Collected data entries
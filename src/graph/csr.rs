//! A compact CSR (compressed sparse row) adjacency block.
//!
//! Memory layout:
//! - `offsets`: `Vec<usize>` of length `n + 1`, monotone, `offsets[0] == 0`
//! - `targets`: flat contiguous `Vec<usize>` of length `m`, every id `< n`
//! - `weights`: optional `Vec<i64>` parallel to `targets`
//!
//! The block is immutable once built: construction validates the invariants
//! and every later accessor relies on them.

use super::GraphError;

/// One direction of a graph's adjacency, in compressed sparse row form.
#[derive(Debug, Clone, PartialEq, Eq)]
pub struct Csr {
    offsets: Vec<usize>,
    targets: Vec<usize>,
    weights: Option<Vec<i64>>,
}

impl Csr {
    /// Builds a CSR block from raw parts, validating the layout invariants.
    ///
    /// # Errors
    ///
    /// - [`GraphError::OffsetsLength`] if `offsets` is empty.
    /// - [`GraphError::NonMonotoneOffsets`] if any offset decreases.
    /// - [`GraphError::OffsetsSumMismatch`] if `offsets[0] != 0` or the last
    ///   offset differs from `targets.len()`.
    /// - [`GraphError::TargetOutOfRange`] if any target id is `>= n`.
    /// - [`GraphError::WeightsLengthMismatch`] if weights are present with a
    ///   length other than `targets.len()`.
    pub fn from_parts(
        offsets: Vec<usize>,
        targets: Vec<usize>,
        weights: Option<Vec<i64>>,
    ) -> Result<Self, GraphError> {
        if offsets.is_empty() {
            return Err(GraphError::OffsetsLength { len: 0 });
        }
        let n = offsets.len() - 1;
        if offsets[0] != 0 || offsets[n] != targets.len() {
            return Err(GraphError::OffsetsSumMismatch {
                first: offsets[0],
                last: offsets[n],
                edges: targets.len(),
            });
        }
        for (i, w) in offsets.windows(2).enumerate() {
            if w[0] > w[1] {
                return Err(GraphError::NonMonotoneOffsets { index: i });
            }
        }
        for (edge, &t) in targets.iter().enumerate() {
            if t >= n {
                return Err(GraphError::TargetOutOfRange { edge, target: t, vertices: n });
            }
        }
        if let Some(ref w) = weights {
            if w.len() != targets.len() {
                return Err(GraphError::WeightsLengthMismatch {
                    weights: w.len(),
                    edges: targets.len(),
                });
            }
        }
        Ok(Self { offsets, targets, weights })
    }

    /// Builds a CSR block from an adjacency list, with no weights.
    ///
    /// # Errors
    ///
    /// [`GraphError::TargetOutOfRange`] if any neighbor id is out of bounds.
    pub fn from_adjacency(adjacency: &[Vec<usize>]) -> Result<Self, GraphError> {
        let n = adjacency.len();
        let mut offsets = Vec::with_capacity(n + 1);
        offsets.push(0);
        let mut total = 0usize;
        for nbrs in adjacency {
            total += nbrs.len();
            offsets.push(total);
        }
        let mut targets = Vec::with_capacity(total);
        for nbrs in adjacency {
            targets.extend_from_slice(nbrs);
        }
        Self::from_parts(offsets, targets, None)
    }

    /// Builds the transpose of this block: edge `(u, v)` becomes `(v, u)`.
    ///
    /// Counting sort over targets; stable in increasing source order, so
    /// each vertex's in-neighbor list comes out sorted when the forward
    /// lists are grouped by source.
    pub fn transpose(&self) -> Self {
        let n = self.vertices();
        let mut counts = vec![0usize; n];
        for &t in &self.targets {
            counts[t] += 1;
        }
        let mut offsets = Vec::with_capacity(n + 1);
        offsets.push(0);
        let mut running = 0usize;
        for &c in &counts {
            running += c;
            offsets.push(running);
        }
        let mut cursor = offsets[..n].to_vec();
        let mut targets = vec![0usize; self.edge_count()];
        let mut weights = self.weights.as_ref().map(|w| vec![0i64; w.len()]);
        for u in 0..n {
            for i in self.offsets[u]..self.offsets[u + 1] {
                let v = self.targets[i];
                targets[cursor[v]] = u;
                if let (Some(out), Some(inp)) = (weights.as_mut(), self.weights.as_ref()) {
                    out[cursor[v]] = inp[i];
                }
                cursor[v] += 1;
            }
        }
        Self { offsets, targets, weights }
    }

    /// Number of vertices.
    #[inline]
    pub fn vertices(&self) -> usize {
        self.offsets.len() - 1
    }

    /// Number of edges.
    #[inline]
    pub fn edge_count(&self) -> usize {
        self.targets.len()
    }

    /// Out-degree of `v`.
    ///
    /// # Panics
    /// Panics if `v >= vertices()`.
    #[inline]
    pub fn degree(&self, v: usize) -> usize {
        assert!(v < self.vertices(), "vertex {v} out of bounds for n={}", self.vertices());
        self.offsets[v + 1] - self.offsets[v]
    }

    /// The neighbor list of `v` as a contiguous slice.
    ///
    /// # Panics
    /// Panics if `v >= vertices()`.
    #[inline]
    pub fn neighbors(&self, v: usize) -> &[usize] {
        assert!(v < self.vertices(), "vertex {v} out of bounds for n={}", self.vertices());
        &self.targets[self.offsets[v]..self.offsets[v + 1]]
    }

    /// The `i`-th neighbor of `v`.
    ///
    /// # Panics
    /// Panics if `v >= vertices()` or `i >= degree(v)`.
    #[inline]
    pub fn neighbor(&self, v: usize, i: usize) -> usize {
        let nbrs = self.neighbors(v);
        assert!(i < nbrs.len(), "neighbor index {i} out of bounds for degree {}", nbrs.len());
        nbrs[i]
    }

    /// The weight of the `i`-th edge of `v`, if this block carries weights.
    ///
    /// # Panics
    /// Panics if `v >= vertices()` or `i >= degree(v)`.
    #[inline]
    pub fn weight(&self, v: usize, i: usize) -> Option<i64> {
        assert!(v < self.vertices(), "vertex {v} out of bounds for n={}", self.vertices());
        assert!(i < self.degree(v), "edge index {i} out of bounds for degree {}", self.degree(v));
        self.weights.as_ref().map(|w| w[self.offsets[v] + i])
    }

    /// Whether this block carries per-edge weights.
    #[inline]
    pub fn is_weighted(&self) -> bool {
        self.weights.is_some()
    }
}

==

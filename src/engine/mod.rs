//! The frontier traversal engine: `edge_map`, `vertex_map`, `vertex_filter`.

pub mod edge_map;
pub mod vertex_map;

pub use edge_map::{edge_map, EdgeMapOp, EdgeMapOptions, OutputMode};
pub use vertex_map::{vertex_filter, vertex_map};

...

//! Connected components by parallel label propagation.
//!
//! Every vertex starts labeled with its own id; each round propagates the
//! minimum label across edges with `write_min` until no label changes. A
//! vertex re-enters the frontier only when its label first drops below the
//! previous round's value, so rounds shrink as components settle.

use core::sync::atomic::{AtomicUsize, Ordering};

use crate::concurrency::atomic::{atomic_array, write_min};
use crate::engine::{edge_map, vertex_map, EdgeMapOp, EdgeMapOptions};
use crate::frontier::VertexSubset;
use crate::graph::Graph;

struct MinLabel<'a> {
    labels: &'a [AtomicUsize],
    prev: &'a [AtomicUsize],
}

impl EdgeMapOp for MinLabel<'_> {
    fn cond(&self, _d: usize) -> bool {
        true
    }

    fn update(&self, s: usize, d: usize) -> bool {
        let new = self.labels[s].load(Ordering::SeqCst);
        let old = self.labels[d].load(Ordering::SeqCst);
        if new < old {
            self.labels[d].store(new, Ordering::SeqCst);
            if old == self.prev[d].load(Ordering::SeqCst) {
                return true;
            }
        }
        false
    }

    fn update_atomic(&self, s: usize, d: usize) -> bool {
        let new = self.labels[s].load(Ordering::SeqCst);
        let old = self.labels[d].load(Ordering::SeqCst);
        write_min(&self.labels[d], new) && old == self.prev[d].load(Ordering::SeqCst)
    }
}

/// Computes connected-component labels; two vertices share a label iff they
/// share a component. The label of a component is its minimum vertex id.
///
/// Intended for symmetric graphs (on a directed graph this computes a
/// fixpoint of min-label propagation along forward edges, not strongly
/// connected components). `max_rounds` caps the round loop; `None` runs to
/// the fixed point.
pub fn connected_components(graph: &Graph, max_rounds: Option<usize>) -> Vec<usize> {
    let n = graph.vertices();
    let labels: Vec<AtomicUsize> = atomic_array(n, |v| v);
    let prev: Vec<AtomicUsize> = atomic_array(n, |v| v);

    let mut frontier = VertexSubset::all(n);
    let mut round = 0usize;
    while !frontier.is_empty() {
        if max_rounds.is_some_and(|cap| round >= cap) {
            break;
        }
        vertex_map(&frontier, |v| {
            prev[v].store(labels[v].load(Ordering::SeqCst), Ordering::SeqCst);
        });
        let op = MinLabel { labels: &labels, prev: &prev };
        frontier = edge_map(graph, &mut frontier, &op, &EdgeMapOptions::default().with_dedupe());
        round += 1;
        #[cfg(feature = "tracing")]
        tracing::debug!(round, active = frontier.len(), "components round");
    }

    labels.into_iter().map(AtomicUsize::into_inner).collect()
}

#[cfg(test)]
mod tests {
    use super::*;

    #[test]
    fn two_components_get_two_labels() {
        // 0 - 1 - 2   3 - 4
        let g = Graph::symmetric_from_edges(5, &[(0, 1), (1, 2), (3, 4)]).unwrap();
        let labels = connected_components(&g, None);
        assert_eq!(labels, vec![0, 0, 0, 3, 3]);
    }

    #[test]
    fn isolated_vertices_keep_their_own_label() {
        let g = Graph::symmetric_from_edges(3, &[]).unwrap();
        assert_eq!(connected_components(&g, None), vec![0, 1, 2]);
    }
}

**WHAT TO DO**
Starting with the line that holds "filename src/graph/csr.rs" and ending with the line that holds "use super::GraphError;", retype every line in the data above exactly, and nothing else.

**FINISHED EXERCISE**
filename src/graph/csr.rs
//! A compact CSR (compressed sparse row) adjacency block.
//!
//! Memory layout:
//! - `offsets`: `Vec<usize>` of length `n + 1`, monotone, `offsets[0] == 0`
//! - `targets`: flat contiguous `Vec<usize>` of length `m`, every id `< n`
//! - `weights`: optional `Vec<i64>` parallel to `targets`
//!
//! The block is immutable once built: construction validates the invariants
//! and every later accessor relies on them.

use super::GraphError;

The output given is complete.